There are many reasons we see players in the Arizona Fall League. Perhaps a player missed time with an injury and has missed at-bats or innings to recover. Perhaps the team was required to fill that position as part of the league-wide position requirements. Or perhaps the club just wants to see the player against good competition.
Regardless of the Orioles' motivation for sending catcher Michael Ohlman to the Arizona Fall League, I'm glad they did. I had never seen him play before.
At 6-foot-4, Ohlman is tall for a catcher. He is slightly built for his height, at only 205 pounds. Ohlman can certainly stand to carry some more weight -- especially for catching in the humidity of Camden Yards.
Ohlman attended Lakewood Ranch High School in Bradenton, Fla. He hit .597 with three home runs, four triples, five doubles and 21 RBIs during his senior year. After high school, the O's selected Ohlman in the 11th round of the 2009 First-Year Player Draft. He has shown improvement both offensively and defensively in his four full seasons of Minor League ball.
Ohlman, who is No. 14 on the Orioles' Top 20 Prospects list, has endured his share of adversity and has grown from difficult times in his past. Brett Wagner and Josh Rogers, two very close friends of Ohlman, were killed in an automobile accident on Christmas in 2011. Ohlman still honors their memory with wristbands of the two friends' favorite colors.
On March 6, 2012, Ohlman injured his right shoulder when his truck was cut off by another vehicle as he was on his way to the mall after a workout at the team's Spring Training facility. One month later, Ohlman was suspended 50 games for violating baseball's banned substance regulations.
It would appear, however, adversity is behind him. Ohlman has a chance to be a Major League catcher with a loud bat and an ability to play average defense.
Ohlman was recently added to Baltimore's 40-man roster. He is one of four catchers. It means Ohlman is on the club's radar, and he was protected from being claimed in the 2013 Rule 5 Draft in early December. However, there is room for improvement on both sides of the ball.
Being such a big guy, Ohlman doesn't have the quickest feet, and he looks a bit awkward moving that large frame to stop balls in the dirt. It comes with his size. He will have to continue to improve his blocking and footwork. Ohlman's arm is average. I did, however, like the way he took charge of the game and provided good leadership with solid game management.
The real plus with Ohlman comes from his offense. This past season at Class A Advanced Frederick, Ohlman hit 13 home runs and drove in 53 runs. They were both career highs. He went to the plate 424 times and collected 56 walks. Ohlman struck out 93 times, but those free passes were meaningful, as he scored 61 runs. He hit .313, his best as a professional.
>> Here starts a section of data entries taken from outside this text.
//! The tiled elevation model: tile residency, background loading and
//! elevation queries.

use std::collections::{HashMap, HashSet};
use std::path::{Path, PathBuf};
use std::sync::Arc;
use std::sync::atomic::{AtomicU64, Ordering};

use parking_lot::Mutex;
use tessera_geo::{Angle, Sector, SectorKey};

use crate::cache::{MemoryCache, MutexMap, MutexSet};
use crate::config::{ElevationConfig, keys};
use crate::elevations::Elevations;
use crate::error::Result;
use crate::extremes::ExtremeElevations;
use crate::format::SampleFormat;
use crate::level::LevelSet;
use crate::loader::{LoadOutcome, LoadRequest, LoadResult, LoaderOptions, TileLoader};
use crate::tile::{ElevationTile, Tile, TileKey};

/// Default byte budget for tiles above level zero.
pub const DEFAULT_TILE_CACHE_CAPACITY: usize = 64 * 1024 * 1024;
/// Default missing-data signal, the SRTM void value.
pub const DEFAULT_MISSING_DATA_SIGNAL: f64 = -32768.0;

const DEFAULT_ELEVATION_MIN: f64 = -11_000.0;
const DEFAULT_ELEVATION_MAX: f64 = 8_850.0;
const EXTREMES_MEMO_LIMIT: usize = 16_384;

/// A multi-resolution elevation raster backed by tile files on disk.
///
/// Level-zero tiles are never evicted once loaded; finer tiles live in a
/// size-bounded LRU cache. Each tile moves from unknown, to requested (held
/// in the in-flight set), to resident. Requests never block: results are
/// picked up by [`ElevationModel::poll`], so a tile requested during one
/// frame is at the earliest usable in the next.
///
/// All methods take `&self`; the in-flight set, both tile stores and the
/// extremes memo are each guarded by their own lock.
#[derive(Debug)]
pub struct ElevationModel {
    levels: LevelSet,
    store_path: PathBuf,
    min_elevation: f64,
    max_elevation: f64,
    missing_data_signal: f64,
    missing_data_replacement: f64,
    detail_hint: f64,
    extremes: Option<ExtremeElevations>,
    extremes_memo: Mutex<HashMap<SectorKey, (f64, f64)>>,
    level_zero_tiles: MutexMap<TileKey, ElevationTile>,
    tile_cache: MemoryCache<TileKey, ElevationTile>,
    in_flight: MutexSet<TileKey>,
    loader: TileLoader,
    generation: AtomicU64,
}
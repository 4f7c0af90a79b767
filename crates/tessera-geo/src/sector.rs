//! Rectangular latitude/longitude regions.

use std::fmt;
use std::str::FromStr;

use crate::angle::Angle;
use crate::error::{ParseError, parse_degrees};
use crate::latlon::LatLon;

/// A rectangular region bounded by parallels and meridians.
///
/// `min <= max` holds on both axes; constructors order their arguments.
#[derive(Debug, Clone, Copy, PartialEq)]
pub struct Sector {
    min_latitude: Angle,
    max_latitude: Angle,
    min_longitude: Angle,
    max_longitude: Angle,
    delta_lat: Angle,
    delta_lon: Angle,
}

/// Bit-exact hashable identity of a sector, for cache keys.
#[derive(Debug, Clone, Copy, PartialEq, Eq, Hash)]
pub struct SectorKey([u64; 4]);

impl Sector {
    #[must_use]
    pub fn new(lat_a: Angle, lat_b: Angle, lon_a: Angle, lon_b: Angle) -> Self {
        let (min_latitude, max_latitude) = if lat_a.degrees() <= lat_b.degrees() {
            (lat_a, lat_b)
        } else {
            (lat_b, lat_a)
        };
        let (min_longitude, max_longitude) = if lon_a.degrees() <= lon_b.degrees() {
            (lon_a, lon_b)
        } else {
            (lon_b, lon_a)
        };
        Self {
            min_latitude,
            max_latitude,
            min_longitude,
            max_longitude,
            delta_lat: max_latitude - min_latitude,
            delta_lon: max_longitude - min_longitude,
        }
    }

    #[must_use]
    pub fn from_degrees(min_lat: f64, max_lat: f64, min_lon: f64, max_lon: f64) -> Self {
        Self::new(
            Angle::from_degrees(min_lat),
            Angle::from_degrees(max_lat),
            Angle::from_degrees(min_lon),
            Angle::from_degrees(max_lon),
        )
    }

    #[must_use]
    pub fn full_sphere() -> Self {
        Self::new(Angle::NEG90, Angle::POS90, Angle::NEG180, Angle::POS180)
    }

    #[must_use]
    pub fn min_latitude(&self) -> Angle {
        self.min_latitude
    }

    #[must_use]
    pub fn max_latitude(&self) -> Angle {
        self.max_latitude
    }

    #[must_use]
    pub fn min_longitude(&self) -> Angle {
        self.min_longitude
    }

    #[must_use]
    pub fn max_longitude(&self) -> Angle {
        self.max_longitude
    }

    #[must_use]
    pub fn delta_lat(&self) -> Angle {
        self.delta_lat
    }

    #[must_use]
    pub fn delta_lon(&self) -> Angle {
        self.delta_lon
    }

    /// Inclusive containment test.
    #[must_use]
    pub fn contains(&self, latitude: Angle, longitude: Angle) -> bool {
        let lat = latitude.degrees();
        let lon = longitude.degrees();
        lat >= self.min_latitude.degrees()
            && lat <= self.max_latitude.degrees()
            && lon >= self.min_longitude.degrees()
            && lon <= self.max_longitude.degrees()
    }

    #[must_use]
    pub fn contains_lat_lon(&self, location: &LatLon) -> bool {
        self.contains(location.latitude, location.longitude)
    }

    /// True when `other` lies entirely inside this sector.
    #[must_use]
    pub fn contains_sector(&self, other: &Sector) -> bool {
        other.min_latitude.degrees() >= self.min_latitude.degrees()
            && other.max_latitude.degrees() <= self.max_latitude.degrees()
            && other.min_longitude.degrees() >= self.min_longitude.degrees()
            && other.max_longitude.degrees() <= self.max_longitude.degrees()
    }

    #[must_use]
    pub fn centroid(&self) -> LatLon {
        LatLon::new(
            Angle::mid_angle(self.min_latitude, self.max_latitude),
            Angle::mid_angle(self.min_longitude, self.max_longitude),
        )
    }

    /// True when the two sectors overlap. Shared edges count as overlap.
    #[must_use]
    pub fn intersects(&self, other: &Sector) -> bool {
        !(other.max_longitude.degrees() < self.min_longitude.degrees()
            || other.min_longitude.degrees() > self.max_longitude.degrees()
            || other.max_latitude.degrees() < self.min_latitude.degrees()
            || other.min_latitude.degrees() > self.max_latitude.degrees())
    }

    /// The overlapping region, or `None` when the sectors are disjoint.
    #[must_use]
    pub fn intersection(&self, other: &Sector) -> Option<Sector> {
        if !self.intersects(other) {
            return None;
        }
        Some(Sector::from_degrees(
            self.min_latitude
                .degrees()
                .max(other.min_latitude.degrees()),
            self.max_latitude
                .degrees()
                .min(other.max_latitude.degrees()),
            self.min_longitude
                .degrees()
                .max(other.min_longitude.degrees()),
            self.max_longitude
                .degrees()
                .min(other.max_longitude.degrees()),
        ))
    }

    /// Smallest sector enclosing both.
    #[must_use]
    pub fn union(&self, other: &Sector) -> Sector {
        Sector::from_degrees(
            self.min_latitude
                .degrees()
                .min(other.min_latitude.degrees()),
            self.max_latitude
                .degrees()
                .max(other.max_latitude.degrees()),
            self.min_longitude
                .degrees()
                .min(other.min_longitude.degrees()),
            self.max_longitude
                .degrees()
                .max(other.max_longitude.degrees()),
        )
    }

    /// Split at the midpoint into the four quadtree children,
    /// ordered south-west, south-east, north-west, north-east.
    #[must_use]
    pub fn subdivide(&self) -> [Sector; 4] {
        let mid_lat = Angle::mid_angle(self.min_latitude, self.max_latitude);
        let mid_lon = Angle::mid_angle(self.min_longitude, self.max_longitude);
        [
            Sector::new(self.min_latitude, mid_lat, self.min_longitude, mid_lon),
            Sector::new(self.min_latitude, mid_lat, mid_lon, self.max_longitude),
            Sector::new(mid_lat, self.max_latitude, self.min_longitude, mid_lon),
            Sector::new(mid_lat, self.max_latitude, mid_lon, self.max_longitude),
        ]
    }

    /// Area in square degrees.
    #[must_use]
    pub fn area_degrees(&self) -> f64 {
        self.delta_lat.degrees() * self.delta_lon.degrees()
    }

    /// Corner locations, counter-clockwise from the south-west corner.
    #[must_use]
    pub fn corners(&self) -> [LatLon; 4] {
        [
            LatLon::new(self.min_latitude, self.min_longitude),
            LatLon::new(self.min_latitude, self.max_longitude),
            LatLon::new(self.max_latitude, self.max_longitude),
            LatLon::new(self.max_latitude, self.min_longitude),
        ]
    }

    #[must_use]
    pub fn key(&self) -> SectorKey {
        // Adding 0.0 folds -0.0 into 0.0 so equal sectors share a key.
        let bits = |a: Angle| (a.degrees() + 0.0).to_bits();
        SectorKey([
            bits(self.min_latitude),
            bits(self.max_latitude),
            bits(self.min_longitude),
            bits(self.max_longitude),
        ])
    }
}

impl FromStr for Sector {
    type Err = ParseError;

    /// Parses `"minLat maxLat minLon maxLon"` in degrees.
    fn from_str(s: &str) -> Result<Self, Self::Err> {
        let [min_lat, max_lat, min_lon, max_lon] = parse_degrees(s, "sector")?;
        Ok(Self::from_degrees(min_lat, max_lat, min_lon, max_lon))
    }
}

impl fmt::Display for Sector {
    fn fmt(&self, f: &mut fmt::Formatter<'_>) -> fmt::Result {
        write!(
            f,
            "[{}, {}] x [{}, {}]",
            self.min_latitude, self.max_latitude, self.min_longitude, self.max_longitude
        )
    }
}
Ohlman had great success against left-handed pitching last season. He hit .364 against southpaws, but he wasn't too shabby against righties either. Ohlman delivered a .302 batting average against right-handed pitching. Ten of his homers came against righties.
Defensively, Ohlman threw out 29 percent of the runners trying to steal in 2013 at Frederick. He had eight passed balls.
The O's have a history of tall catchers. Going back to 6-foot-3, 205-pound Gus Triandos, Baltimore has had bigger-than-life backstops. Current catcher Matt Wieters is 6-foot-5 and weighs 240 pounds. Ohlman fits. His frame is almost identical to that of Triandos, who died March 28, 2013. Seen as an outstanding catcher who was named to four All-Star squads, Triandos had a lifetime batting average of .244 in 13 seasons.
The game was different when Triandos played, but Ohlman has some of the same pop in his bat and perhaps even more hitting ability. Wieters' lifetime average is .255 after five seasons.
Ohlman is worth watching as he progresses through the Orioles' system. If he can improve his defense and continue to hit with some pop in his bat, he'll force some decisions regarding his future.
Bernie Pleskoff has served as a professional scout for the Houston Astros and Seattle Mariners. Follow @BerniePleskoff on Twitter. This story was not subject to the approval of Major League Baseball or its clubs.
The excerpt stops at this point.